* _Dataset extract_:
════════════════════

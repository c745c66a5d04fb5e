//! Static HTML page loader.
//!
//! Parses a page with `scraper` and builds a `MemoryPage` carrying the same
//! regions, form controls and initial values, plus the dataset the page
//! injects for the gallery.

use super::memory::{FieldState, MemoryPage, PageLayout, DEFAULT_SUBMIT_LABEL};
use super::{FieldKind, FieldSpec, GalleryMode, SubmitButton};
use crate::record::ProjectRecord;
use crate::{Error, Result};
use once_cell::sync::Lazy;
use regex::Regex;
use scraper::{ElementRef, Html, Selector};
use serde::Serialize;
use std::path::Path;

static WINDOW_PROJECTS_RE: Lazy<Regex> =
    Lazy::new(|| Regex::new(r"window\.PROJECTS\s*=\s*").expect("static dataset pattern"));

fn sel(css: &str) -> Result<Selector> {
    Selector::parse(css).map_err(|e| Error::LoadError(format!("bad selector `{}`: {:?}", css, e)))
}

fn first<'a>(doc: &'a Html, css: &str) -> Result<Option<ElementRef<'a>>> {
    Ok(doc.select(&sel(css)?).next())
}

fn exists(doc: &Html, css: &str) -> Result<bool> {
    Ok(first(doc, css)?.is_some())
}

fn text_of(el: ElementRef<'_>) -> String {
    el.text().collect::<String>().trim().to_string()
}

/// A page loaded from HTML.
pub struct LoadedPage {
    pub page: MemoryPage,
    /// Records injected by the page, if it injects any parseable ones.
    pub dataset: Option<Vec<ProjectRecord>>,
    pub title: Option<String>,
    pub report: PageReport,
}

/// What a page offers: regions found and the features they enable.
#[derive(Debug, Clone, PartialEq, Eq, Serialize)]
pub struct PageReport {
    pub title: Option<String>,
    pub layout: PageLayout,
    pub theme_toggle: bool,
    pub fields: Vec<FieldSpec>,
    pub injected_records: Option<usize>,
    pub features: Vec<Feature>,
}

#[derive(Debug, Clone, PartialEq, Eq, Serialize)]
pub struct Feature {
    pub name: &'static str,
    pub live: bool,
}

impl PageReport {
    fn features_of(layout: &PageLayout, theme_toggle: bool) -> Vec<Feature> {
        let f = |name, live| Feature { name, live };
        vec![
            f("gallery", layout.gallery.is_some()),
            f("featured", layout.gallery == Some(GalleryMode::Featured)),
            f("search", layout.gallery.is_some() && layout.search_input),
            f("category-filter", layout.gallery.is_some() && layout.category_select),
            f("modal", layout.gallery.is_some() && layout.modal),
            f("validation", layout.contact_form),
            f("save-draft", layout.contact_form && layout.save_draft),
            f("clear-draft", layout.contact_form && layout.clear_draft),
            f("status", layout.status),
            f("theme-toggle", theme_toggle),
        ]
    }
}

/// Read and load an HTML file.
pub fn load_file(path: impl AsRef<Path>) -> Result<LoadedPage> {
    let path = path.as_ref();
    let text = std::fs::read_to_string(path)
        .map_err(|e| Error::LoadError(format!("cannot read {}: {}", path.display(), e)))?;
    load_html(&text)
}

/// Build an in-memory page from an HTML document.
pub fn load_html(source: &str) -> Result<LoadedPage> {
    let doc = Html::parse_document(source);

    let gallery = if exists(&doc, "#projects-container")? {
        Some(GalleryMode::Full)
    } else if exists(&doc, "#featured-grid")? {
        Some(GalleryMode::Featured)
    } else {
        None
    };

    let form_el = first(&doc, "#contact-form")?;
    let layout = PageLayout {
        gallery,
        search_input: exists(&doc, "#search-input")?,
        category_select: exists(&doc, "#filter-select")?,
        modal: exists(&doc, "#project-modal")?,
        modal_close: exists(&doc, "#project-modal .close-modal-btn")?,
        contact_form: form_el.is_some(),
        status: exists(&doc, "#form-status")?,
        save_draft: exists(&doc, "#save-draft")?,
        clear_draft: exists(&doc, "#clear-draft")?,
        theme_root: exists(&doc, "body")?,
    };

    let (fields, submit) = match form_el {
        Some(form) => (form_fields(form)?, submit_button(form)?),
        None => (Vec::new(), None),
    };

    let page = MemoryPage::with_form(layout.clone(), fields.clone(), submit);

    if let Some(input) = first(&doc, "#search-input")? {
        page.set_search_term(input.value().attr("value").unwrap_or_default());
    }
    if let Some(category) = initial_category(&doc)? {
        page.select_category(&category);
    }
    if let Some(body) = first(&doc, "body")? {
        page.set_dark_attribute(body.value().attr("data-theme") == Some("dark"));
    }

    let title = first(&doc, "title")?.map(text_of).filter(|t| !t.is_empty());
    let theme_toggle = exists(&doc, "#theme-toggle")?;
    let dataset = injected_dataset(&doc)?;

    log::debug!(
        "loaded page {:?}: gallery {:?}, form {}, {} injected records",
        title,
        layout.gallery,
        layout.contact_form,
        dataset.as_ref().map_or(0, Vec::len)
    );

    let report = PageReport {
        title: title.clone(),
        features: PageReport::features_of(&layout, theme_toggle),
        layout,
        theme_toggle,
        fields: fields.into_iter().map(|f| f.spec).collect(),
        injected_records: dataset.as_ref().map(Vec::len),
    };

    Ok(LoadedPage { page, dataset, title, report })
}

fn form_fields(form: ElementRef<'_>) -> Result<Vec<FieldState>> {
    let mut fields = Vec::new();
    for el in form.select(&sel("input, textarea")?) {
        let attrs = el.value();
        let Some(name) = attrs.attr("name").filter(|n| !n.is_empty()) else {
            continue;
        };
        let kind = if attrs.name() == "textarea" {
            FieldKind::TextArea
        } else {
            match attrs.attr("type").unwrap_or("text").to_ascii_lowercase().as_str() {
                "submit" | "button" | "hidden" | "reset" => continue,
                "email" => FieldKind::Email,
                "checkbox" => FieldKind::Checkbox,
                _ => FieldKind::Text,
            }
        };
        let required = attrs.attr("required").is_some();
        let value = match kind {
            FieldKind::TextArea => el.text().collect::<String>(),
            FieldKind::Checkbox => String::new(),
            _ => attrs.attr("value").unwrap_or_default().to_string(),
        };
        let checked = kind == FieldKind::Checkbox && attrs.attr("checked").is_some();
        fields.push(FieldState::new(FieldSpec::new(name, kind, required), &value, checked));
    }
    Ok(fields)
}

fn submit_button(form: ElementRef<'_>) -> Result<Option<SubmitButton>> {
    if let Some(button) = form.select(&sel(r#"button[type="submit"]"#)?).next() {
        let label = text_of(button);
        return Ok(Some(SubmitButton {
            label: if label.is_empty() { DEFAULT_SUBMIT_LABEL.to_string() } else { label },
            disabled: button.value().attr("disabled").is_some(),
        }));
    }
    Ok(form.select(&sel(r#"input[type="submit"]"#)?).next().map(|input| SubmitButton {
        label: input.value().attr("value").unwrap_or(DEFAULT_SUBMIT_LABEL).to_string(),
        disabled: input.value().attr("disabled").is_some(),
    }))
}

fn initial_category(doc: &Html) -> Result<Option<String>> {
    let Some(select) = first(doc, "#filter-select")? else {
        return Ok(None);
    };
    let options = sel("option")?;
    let chosen = select
        .select(&options)
        .find(|o| o.value().attr("selected").is_some())
        .or_else(|| select.select(&options).next());
    Ok(chosen.map(|o| match o.value().attr("value") {
        Some(v) => v.to_string(),
        None => text_of(o),
    }))
}

/// The dataset a page injects: a `#projects-data` JSON script, else a
/// `window.PROJECTS = [...]` assignment. Unparseable data is ignored.
fn injected_dataset(doc: &Html) -> Result<Option<Vec<ProjectRecord>>> {
    if let Some(script) = first(doc, "script#projects-data")? {
        let json: String = script.text().collect();
        return Ok(parse_dataset(&json, "#projects-data"));
    }
    for script in doc.select(&sel("script")?) {
        let body: String = script.text().collect();
        if let Some(m) = WINDOW_PROJECTS_RE.find(&body) {
            return Ok(parse_leading_array(&body[m.end()..]));
        }
    }
    Ok(None)
}

/// Decode the array literal at the start of `rest`; whatever script follows
/// it is ignored.
fn parse_leading_array(rest: &str) -> Option<Vec<ProjectRecord>> {
    match serde_json::Deserializer::from_str(rest).into_iter::<Vec<ProjectRecord>>().next() {
        Some(Ok(records)) => Some(records),
        Some(Err(e)) => {
            log::warn!("ignoring injected dataset from window.PROJECTS: {}", e);
            None
        }
        None => {
            log::warn!("window.PROJECTS assignment has no value");
            None
        }
    }
}

fn parse_dataset(json: &str, origin: &str) -> Option<Vec<ProjectRecord>> {
    match serde_json::from_str::<Vec<ProjectRecord>>(json) {
        Ok(records) => Some(records),
        Err(e) => {
            log::warn!("ignoring injected dataset from {}: {}", origin, e);
            None
        }
    }
}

════════════════════

* _The problem_: The answer must consist of every line from the entries above that contains "Error".

* _Solution for this exercise_:
use crate::{Error, Result};
    Selector::parse(css).map_err(|e| Error::LoadError(format!("bad selector `{}`: {:?}", css, e)))
        .map_err(|e| Error::LoadError(format!("cannot read {}: {}", path.display(), e)))?;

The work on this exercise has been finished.